Exercise: All that should come back is the lines of the data below from the one containing "max length six." to the one containing "the Jaro-Winkler component.", inclusive, exactly as they stand.

[Saved data entries]
· · · ·
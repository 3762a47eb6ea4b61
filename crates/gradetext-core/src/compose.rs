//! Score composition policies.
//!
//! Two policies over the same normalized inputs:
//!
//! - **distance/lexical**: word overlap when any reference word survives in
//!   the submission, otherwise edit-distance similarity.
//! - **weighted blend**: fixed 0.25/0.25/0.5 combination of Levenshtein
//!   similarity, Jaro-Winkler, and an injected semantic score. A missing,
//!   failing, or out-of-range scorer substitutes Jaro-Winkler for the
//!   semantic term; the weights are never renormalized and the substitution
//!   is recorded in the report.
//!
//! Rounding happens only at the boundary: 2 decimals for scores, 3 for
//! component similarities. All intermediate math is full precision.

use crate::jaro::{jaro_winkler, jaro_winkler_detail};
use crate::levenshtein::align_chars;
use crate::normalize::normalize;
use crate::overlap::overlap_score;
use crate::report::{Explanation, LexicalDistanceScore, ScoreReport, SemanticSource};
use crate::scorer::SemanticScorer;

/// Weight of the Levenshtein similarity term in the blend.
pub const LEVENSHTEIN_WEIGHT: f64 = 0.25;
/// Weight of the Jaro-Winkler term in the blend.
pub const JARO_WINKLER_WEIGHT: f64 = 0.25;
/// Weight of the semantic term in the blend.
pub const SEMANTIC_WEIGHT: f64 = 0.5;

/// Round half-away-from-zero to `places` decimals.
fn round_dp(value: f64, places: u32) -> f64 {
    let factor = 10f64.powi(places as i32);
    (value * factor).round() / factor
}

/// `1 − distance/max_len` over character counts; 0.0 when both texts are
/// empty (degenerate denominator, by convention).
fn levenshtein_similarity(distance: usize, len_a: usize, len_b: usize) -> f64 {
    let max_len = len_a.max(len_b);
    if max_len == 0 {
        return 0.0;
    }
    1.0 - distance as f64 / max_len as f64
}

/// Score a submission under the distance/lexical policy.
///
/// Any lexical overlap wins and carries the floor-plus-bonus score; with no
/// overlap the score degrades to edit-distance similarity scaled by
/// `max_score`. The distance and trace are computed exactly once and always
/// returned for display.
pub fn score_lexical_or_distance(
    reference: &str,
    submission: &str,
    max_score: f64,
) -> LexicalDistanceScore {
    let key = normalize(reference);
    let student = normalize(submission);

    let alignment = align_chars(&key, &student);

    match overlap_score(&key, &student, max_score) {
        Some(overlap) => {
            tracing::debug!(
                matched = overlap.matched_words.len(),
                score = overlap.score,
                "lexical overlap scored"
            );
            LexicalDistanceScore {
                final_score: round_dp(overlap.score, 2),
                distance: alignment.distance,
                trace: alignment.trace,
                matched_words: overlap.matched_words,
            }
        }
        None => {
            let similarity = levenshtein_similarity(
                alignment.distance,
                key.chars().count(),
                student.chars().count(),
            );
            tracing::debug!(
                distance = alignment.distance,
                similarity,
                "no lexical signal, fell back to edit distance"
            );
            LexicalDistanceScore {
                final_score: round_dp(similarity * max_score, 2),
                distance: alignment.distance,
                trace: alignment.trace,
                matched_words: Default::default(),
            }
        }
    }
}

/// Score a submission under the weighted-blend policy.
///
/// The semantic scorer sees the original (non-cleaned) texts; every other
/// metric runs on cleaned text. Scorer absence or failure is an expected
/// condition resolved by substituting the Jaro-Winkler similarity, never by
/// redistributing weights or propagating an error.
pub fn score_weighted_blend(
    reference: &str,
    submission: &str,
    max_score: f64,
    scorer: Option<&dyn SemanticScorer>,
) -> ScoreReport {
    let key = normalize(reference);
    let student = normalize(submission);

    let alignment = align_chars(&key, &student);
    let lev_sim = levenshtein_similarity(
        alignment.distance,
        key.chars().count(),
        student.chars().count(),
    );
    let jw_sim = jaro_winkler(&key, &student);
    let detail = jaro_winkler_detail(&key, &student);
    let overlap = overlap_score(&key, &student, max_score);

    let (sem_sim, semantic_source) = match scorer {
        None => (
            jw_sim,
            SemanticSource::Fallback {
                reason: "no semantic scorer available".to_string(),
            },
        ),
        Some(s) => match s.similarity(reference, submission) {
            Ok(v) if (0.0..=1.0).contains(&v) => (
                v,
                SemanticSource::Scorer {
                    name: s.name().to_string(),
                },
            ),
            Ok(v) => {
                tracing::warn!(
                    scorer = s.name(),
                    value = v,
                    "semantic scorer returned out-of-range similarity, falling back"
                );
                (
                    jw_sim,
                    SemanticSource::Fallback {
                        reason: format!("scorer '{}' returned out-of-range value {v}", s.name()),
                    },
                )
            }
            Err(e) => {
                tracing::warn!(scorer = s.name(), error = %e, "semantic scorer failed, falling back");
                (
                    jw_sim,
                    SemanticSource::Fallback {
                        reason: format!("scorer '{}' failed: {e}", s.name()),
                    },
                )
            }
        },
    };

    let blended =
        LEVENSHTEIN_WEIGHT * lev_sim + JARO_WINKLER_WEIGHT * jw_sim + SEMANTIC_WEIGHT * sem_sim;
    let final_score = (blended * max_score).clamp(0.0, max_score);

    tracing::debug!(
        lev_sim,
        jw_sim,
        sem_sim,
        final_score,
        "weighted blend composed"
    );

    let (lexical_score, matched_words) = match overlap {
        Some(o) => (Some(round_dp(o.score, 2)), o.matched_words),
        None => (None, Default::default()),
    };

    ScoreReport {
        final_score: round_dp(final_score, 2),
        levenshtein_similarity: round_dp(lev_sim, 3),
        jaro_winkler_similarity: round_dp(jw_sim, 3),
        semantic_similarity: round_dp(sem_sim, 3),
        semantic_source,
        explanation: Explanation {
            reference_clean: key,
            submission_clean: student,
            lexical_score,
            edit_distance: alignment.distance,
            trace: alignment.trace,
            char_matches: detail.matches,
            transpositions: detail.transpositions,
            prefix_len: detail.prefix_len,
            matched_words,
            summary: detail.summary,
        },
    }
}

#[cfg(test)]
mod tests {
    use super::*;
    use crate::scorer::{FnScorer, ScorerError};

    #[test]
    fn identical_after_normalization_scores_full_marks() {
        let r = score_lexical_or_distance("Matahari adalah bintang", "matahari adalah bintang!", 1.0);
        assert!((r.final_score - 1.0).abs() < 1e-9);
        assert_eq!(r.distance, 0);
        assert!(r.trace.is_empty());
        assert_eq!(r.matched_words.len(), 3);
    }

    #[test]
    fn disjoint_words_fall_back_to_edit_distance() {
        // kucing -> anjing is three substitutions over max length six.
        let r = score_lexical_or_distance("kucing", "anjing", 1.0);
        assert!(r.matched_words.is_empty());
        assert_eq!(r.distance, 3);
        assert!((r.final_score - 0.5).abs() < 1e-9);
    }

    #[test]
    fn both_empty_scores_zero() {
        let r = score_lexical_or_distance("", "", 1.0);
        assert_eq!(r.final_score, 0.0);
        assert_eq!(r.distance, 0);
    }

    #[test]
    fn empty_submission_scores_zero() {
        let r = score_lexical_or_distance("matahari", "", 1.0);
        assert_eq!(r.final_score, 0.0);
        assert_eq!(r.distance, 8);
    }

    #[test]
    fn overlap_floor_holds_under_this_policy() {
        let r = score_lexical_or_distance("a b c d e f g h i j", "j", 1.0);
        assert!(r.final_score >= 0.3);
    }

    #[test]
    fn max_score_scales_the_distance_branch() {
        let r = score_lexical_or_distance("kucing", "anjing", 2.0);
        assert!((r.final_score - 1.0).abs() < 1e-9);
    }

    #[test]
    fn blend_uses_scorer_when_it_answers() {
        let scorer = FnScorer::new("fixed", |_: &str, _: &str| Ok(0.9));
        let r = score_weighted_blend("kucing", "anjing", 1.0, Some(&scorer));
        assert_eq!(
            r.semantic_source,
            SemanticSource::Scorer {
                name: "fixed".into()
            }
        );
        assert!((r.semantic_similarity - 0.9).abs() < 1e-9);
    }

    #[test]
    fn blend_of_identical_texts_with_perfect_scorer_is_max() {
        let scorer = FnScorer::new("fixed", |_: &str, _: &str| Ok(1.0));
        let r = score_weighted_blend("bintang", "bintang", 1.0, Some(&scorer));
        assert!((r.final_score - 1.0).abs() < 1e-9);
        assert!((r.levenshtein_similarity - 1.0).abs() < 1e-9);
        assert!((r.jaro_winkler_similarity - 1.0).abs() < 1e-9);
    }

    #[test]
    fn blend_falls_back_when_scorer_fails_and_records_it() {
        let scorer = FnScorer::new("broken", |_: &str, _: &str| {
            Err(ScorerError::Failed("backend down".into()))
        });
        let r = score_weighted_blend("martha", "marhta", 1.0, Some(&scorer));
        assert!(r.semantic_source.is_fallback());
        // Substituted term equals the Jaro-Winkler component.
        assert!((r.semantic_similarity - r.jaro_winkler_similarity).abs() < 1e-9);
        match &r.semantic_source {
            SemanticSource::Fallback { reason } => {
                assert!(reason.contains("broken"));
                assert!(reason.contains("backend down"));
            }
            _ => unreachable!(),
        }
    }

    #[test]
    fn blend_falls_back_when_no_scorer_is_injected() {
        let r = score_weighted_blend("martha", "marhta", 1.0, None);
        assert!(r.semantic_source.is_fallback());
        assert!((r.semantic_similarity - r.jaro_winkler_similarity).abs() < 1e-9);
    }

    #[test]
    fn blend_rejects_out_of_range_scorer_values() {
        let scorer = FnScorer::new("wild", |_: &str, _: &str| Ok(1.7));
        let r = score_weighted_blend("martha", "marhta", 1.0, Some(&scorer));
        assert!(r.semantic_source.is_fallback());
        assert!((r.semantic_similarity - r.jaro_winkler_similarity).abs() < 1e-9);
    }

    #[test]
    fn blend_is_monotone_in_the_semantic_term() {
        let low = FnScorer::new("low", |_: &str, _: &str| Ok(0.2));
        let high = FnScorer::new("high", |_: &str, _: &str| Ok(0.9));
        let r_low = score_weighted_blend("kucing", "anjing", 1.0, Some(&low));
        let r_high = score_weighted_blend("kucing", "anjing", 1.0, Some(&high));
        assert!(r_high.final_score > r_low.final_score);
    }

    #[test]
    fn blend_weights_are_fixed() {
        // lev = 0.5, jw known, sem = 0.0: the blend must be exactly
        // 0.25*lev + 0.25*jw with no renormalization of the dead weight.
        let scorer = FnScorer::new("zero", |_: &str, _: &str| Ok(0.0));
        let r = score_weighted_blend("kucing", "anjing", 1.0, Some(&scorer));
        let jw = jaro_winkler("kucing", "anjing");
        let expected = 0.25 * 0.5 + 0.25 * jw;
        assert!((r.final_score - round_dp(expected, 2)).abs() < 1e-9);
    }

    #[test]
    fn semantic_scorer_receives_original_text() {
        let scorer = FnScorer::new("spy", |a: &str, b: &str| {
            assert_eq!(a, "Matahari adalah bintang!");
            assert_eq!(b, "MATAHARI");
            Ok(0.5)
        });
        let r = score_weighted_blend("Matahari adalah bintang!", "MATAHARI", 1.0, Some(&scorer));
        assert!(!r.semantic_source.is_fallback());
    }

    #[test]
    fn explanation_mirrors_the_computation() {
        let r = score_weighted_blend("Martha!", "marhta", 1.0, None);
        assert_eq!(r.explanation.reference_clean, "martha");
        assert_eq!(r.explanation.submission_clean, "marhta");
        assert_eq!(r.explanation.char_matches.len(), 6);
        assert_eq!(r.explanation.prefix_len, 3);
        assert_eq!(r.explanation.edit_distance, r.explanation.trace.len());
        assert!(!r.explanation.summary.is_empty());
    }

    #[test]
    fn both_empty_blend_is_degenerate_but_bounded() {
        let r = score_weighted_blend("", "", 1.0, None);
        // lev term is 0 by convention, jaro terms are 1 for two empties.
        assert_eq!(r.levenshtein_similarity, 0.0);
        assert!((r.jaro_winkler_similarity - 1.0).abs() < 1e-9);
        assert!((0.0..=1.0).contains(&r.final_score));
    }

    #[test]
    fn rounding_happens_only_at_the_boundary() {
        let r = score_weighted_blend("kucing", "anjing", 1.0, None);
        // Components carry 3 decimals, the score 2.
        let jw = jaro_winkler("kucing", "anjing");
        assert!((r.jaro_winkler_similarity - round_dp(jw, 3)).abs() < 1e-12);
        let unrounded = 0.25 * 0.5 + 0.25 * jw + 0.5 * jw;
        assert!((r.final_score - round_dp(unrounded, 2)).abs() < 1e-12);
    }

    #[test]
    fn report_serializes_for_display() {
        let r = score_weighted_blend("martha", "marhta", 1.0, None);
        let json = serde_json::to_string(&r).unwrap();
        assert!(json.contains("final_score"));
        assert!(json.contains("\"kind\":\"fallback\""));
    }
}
· · · ·
Response area:
        // kucing -> anjing is three substitutions over max length six.
        let r = score_lexical_or_distance("kucing", "anjing", 1.0);
        assert!(r.matched_words.is_empty());
        assert_eq!(r.distance, 3);
        assert!((r.final_score - 0.5).abs() < 1e-9);
    }

    #[test]
    fn both_empty_scores_zero() {
        let r = score_lexical_or_distance("", "", 1.0);
        assert_eq!(r.final_score, 0.0);
        assert_eq!(r.distance, 0);
    }

    #[test]
    fn empty_submission_scores_zero() {
        let r = score_lexical_or_distance("matahari", "", 1.0);
        assert_eq!(r.final_score, 0.0);
        assert_eq!(r.distance, 8);
    }

    #[test]
    fn overlap_floor_holds_under_this_policy() {
        let r = score_lexical_or_distance("a b c d e f g h i j", "j", 1.0);
        assert!(r.final_score >= 0.3);
    }

    #[test]
    fn max_score_scales_the_distance_branch() {
        let r = score_lexical_or_distance("kucing", "anjing", 2.0);
        assert!((r.final_score - 1.0).abs() < 1e-9);
    }

    #[test]
    fn blend_uses_scorer_when_it_answers() {
        let scorer = FnScorer::new("fixed", |_: &str, _: &str| Ok(0.9));
        let r = score_weighted_blend("kucing", "anjing", 1.0, Some(&scorer));
        assert_eq!(
            r.semantic_source,
            SemanticSource::Scorer {
                name: "fixed".into()
            }
        );
        assert!((r.semantic_similarity - 0.9).abs() < 1e-9);
    }

    #[test]
    fn blend_of_identical_texts_with_perfect_scorer_is_max() {
        let scorer = FnScorer::new("fixed", |_: &str, _: &str| Ok(1.0));
        let r = score_weighted_blend("bintang", "bintang", 1.0, Some(&scorer));
        assert!((r.final_score - 1.0).abs() < 1e-9);
        assert!((r.levenshtein_similarity - 1.0).abs() < 1e-9);
        assert!((r.jaro_winkler_similarity - 1.0).abs() < 1e-9);
    }

    #[test]
    fn blend_falls_back_when_scorer_fails_and_records_it() {
        let scorer = FnScorer::new("broken", |_: &str, _: &str| {
            Err(ScorerError::Failed("backend down".into()))
        });
        let r = score_weighted_blend("martha", "marhta", 1.0, Some(&scorer));
        assert!(r.semantic_source.is_fallback());
        // Substituted term equals the Jaro-Winkler component.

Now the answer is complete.